Cabinet has approved the conversion of the Institute of Local Government Studies into a full-fledged university to be called University of Local Governance and Development, the Minister of Local Government, Decentralisation and Rural Development, Martin Adjei-Mensah Korsah, has disclosed.
To this end, the drafting of a Bill to give the school a charter to award its own certificates is underway for onward presentation to Parliament for consideration, he said.
Mr Korsah, who is also MP, Techiman South, made this revelation in Accra on Friday when he inspected expansion works of the Institute in readiness for the conversion, scheduled for November this year.
At 60 per cent complete, the expansion works, include four 400-bed hostels, a 1,200 seater multi-purpose auditorium, a new administration block, an astroturf, lecture halls, a library, and the upgrade of existing facilities to prop the institute up for the university status and the expected increased intake.
The Institute is currently an affiliate of the Kwame Nkrumah University of Science and Technology, and offers academic programmes, including certificates, bachelors and masters degrees in Local Governance, Development Management and Environmental Management.

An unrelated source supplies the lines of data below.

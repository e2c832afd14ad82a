//! Async facade running store operations on the blocking thread pool.

use crate::error::StoreError;
use crate::store::{EntityStore, FinderQuery, PrevAndNext, StoreStats, WriteContext};
use entity_store_core::{Entity, PrimaryKey, QueryExecutor};
use std::sync::Arc;

/// Shares one [`EntityStore`] with async callers.
///
/// Executors are synchronous, so every call moves to
/// [`tokio::task::spawn_blocking`] to keep the runtime responsive.
pub struct AsyncEntityStore<E: Entity, X: QueryExecutor<E> + 'static> {
    inner: Arc<EntityStore<E, X>>,
}

impl<E: Entity, X: QueryExecutor<E> + 'static> Clone for AsyncEntityStore<E, X> {
    fn clone(&self) -> Self {
        Self {
            inner: Arc::clone(&self.inner),
        }
    }
}

impl<E: Entity, X: QueryExecutor<E> + 'static> AsyncEntityStore<E, X> {
    /// Wrap a store.
    #[must_use]
    pub fn new(store: EntityStore<E, X>) -> Self {
        Self {
            inner: Arc::new(store),
        }
    }

    /// Shared synchronous store.
    #[must_use]
    pub const fn inner(&self) -> &Arc<EntityStore<E, X>> {
        &self.inner
    }

    async fn run<T, F>(&self, operation: F) -> Result<T, StoreError>
    where
        T: Send + 'static,
        F: FnOnce(&EntityStore<E, X>) -> Result<T, StoreError> + Send + 'static,
    {
        let store = Arc::clone(&self.inner);
        tokio::task::spawn_blocking(move || operation(&store)).await?
    }

    /// See [`EntityStore::find`].
    ///
    /// # Errors
    /// Returns the store error, or [`StoreError::Join`] if the task panicked.
    pub async fn find(&self, query: FinderQuery) -> Result<Vec<E>, StoreError> {
        self.run(move |store| store.find(&query)).await
    }

    /// See [`EntityStore::count`].
    ///
    /// # Errors
    /// Returns the store error, or [`StoreError::Join`] if the task panicked.
    pub async fn count(&self, query: FinderQuery) -> Result<u64, StoreError> {
        self.run(move |store| store.count(&query)).await
    }

    /// See [`EntityStore::fetch_first`].
    ///
    /// # Errors
    /// Returns the store error, or [`StoreError::Join`] if the task panicked.
    pub async fn fetch_first(&self, query: FinderQuery) -> Result<Option<E>, StoreError> {
        self.run(move |store| store.fetch_first(&query)).await
    }

    /// See [`EntityStore::fetch_last`].
    ///
    /// # Errors
    /// Returns the store error, or [`StoreError::Join`] if the task panicked.
    pub async fn fetch_last(&self, query: FinderQuery) -> Result<Option<E>, StoreError> {
        self.run(move |store| store.fetch_last(&query)).await
    }

    /// See [`EntityStore::find_prev_and_next`].
    ///
    /// # Errors
    /// Returns the store error, or [`StoreError::Join`] if the task panicked.
    pub async fn find_prev_and_next(
        &self,
        primary_key: PrimaryKey,
        query: FinderQuery,
    ) -> Result<PrevAndNext<E>, StoreError> {
        self.run(move |store| store.find_prev_and_next(&primary_key, &query))
            .await
    }

    /// See [`EntityStore::fetch_unique`].
    ///
    /// # Errors
    /// Returns the store error, or [`StoreError::Join`] if the task panicked.
    pub async fn fetch_unique(&self, query: FinderQuery) -> Result<Option<E>, StoreError> {
        self.run(move |store| store.fetch_unique(&query)).await
    }

    /// See [`EntityStore::find_unique`].
    ///
    /// # Errors
    /// Returns the store error, or [`StoreError::Join`] if the task panicked.
    pub async fn find_unique(&self, query: FinderQuery) -> Result<E, StoreError> {
        self.run(move |store| store.find_unique(&query)).await
    }

    /// See [`EntityStore::fetch_by_primary_key`].
    ///
    /// # Errors
    /// Returns the store error, or [`StoreError::Join`] if the task panicked.
    pub async fn fetch_by_primary_key(&self, primary_key: PrimaryKey) -> Result<Option<E>, StoreError> {
        self.run(move |store| store.fetch_by_primary_key(&primary_key))
            .await
    }

    /// See [`EntityStore::find_by_primary_key`].
    ///
    /// # Errors
    /// Returns the store error, or [`StoreError::Join`] if the task panicked.
    pub async fn find_by_primary_key(&self, primary_key: PrimaryKey) -> Result<E, StoreError> {
        self.run(move |store| store.find_by_primary_key(&primary_key))
            .await
    }

    /// See [`EntityStore::update`].
    ///
    /// # Errors
    /// Returns the store error, or [`StoreError::Join`] if the task panicked.
    pub async fn update(&self, entity: E) -> Result<E, StoreError> {
        self.run(move |store| store.update(entity)).await
    }

    /// See [`EntityStore::update_with`].
    ///
    /// # Errors
    /// Returns the store error, or [`StoreError::Join`] if the task panicked.
    pub async fn update_with(&self, entity: E, context: WriteContext) -> Result<E, StoreError> {
        self.run(move |store| store.update_with(entity, &context))
            .await
    }

    /// See [`EntityStore::remove`].
    ///
    /// # Errors
    /// Returns the store error, or [`StoreError::Join`] if the task panicked.
    pub async fn remove(&self, primary_key: PrimaryKey) -> Result<E, StoreError> {
        self.run(move |store| store.remove(&primary_key)).await
    }

    /// See [`EntityStore::remove_by`].
    ///
    /// # Errors
    /// Returns the store error, or [`StoreError::Join`] if the task panicked.
    pub async fn remove_by(&self, query: FinderQuery) -> Result<usize, StoreError> {
        self.run(move |store| store.remove_by(&query)).await
    }

    /// Cache counters; never blocks on the executor.
    #[must_use]
    pub fn stats(&self) -> StoreStats {
        self.inner.stats()
    }
}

Briefing the media after inspecting progress of work on the facilities, Mr Korsah said the elevation of the institute into a university would produce the requisite human resource personnel to manage the local governance space.
“The President has approved the setup of this university when I made the request to government and in in the process of introducing a bill to parliament to finalise it. We hope that even before we get the parliamentary approval, the structures would have been completed.
“So we are hoping that this school will improve the human resource needs of our local governance system and it will be my greatest pleasure to commission this project, which is the first of a kind,” Mr Korsah said.
Local governance, he acknowledged was the live wire for Ghana’s holistic development, and needed to be given the maximum attention including a deliberate plan to develop its human resource base for the country.
“Local governance employs about 40,000 people in our local government spaces, that tells you the strength of local governance and how essential it is in Ghana,” the Minister noted.
He said there was the need to ensure adequate human resource development and periodic training to improve their capacity to be able to give up their best.
Mr Korsah said he was hopeful the institute would not serve only Ghana, but other neighbouring African countries.
“I will not be surprised that we get people coming from other neighbouring countries to come and enroll to better themselves in local governance,” he said, and charged the contractors to ensure work was done within the agreed timelines.
Registrar of the institute, David Osei-Wusu, said upon completion, the school’s intake would expand from the current 800 to 3,000 students
“By the close of this year, we anticipate that when this full edifice is commissioned, the institute will award its own diploma and degree certificates,” he said.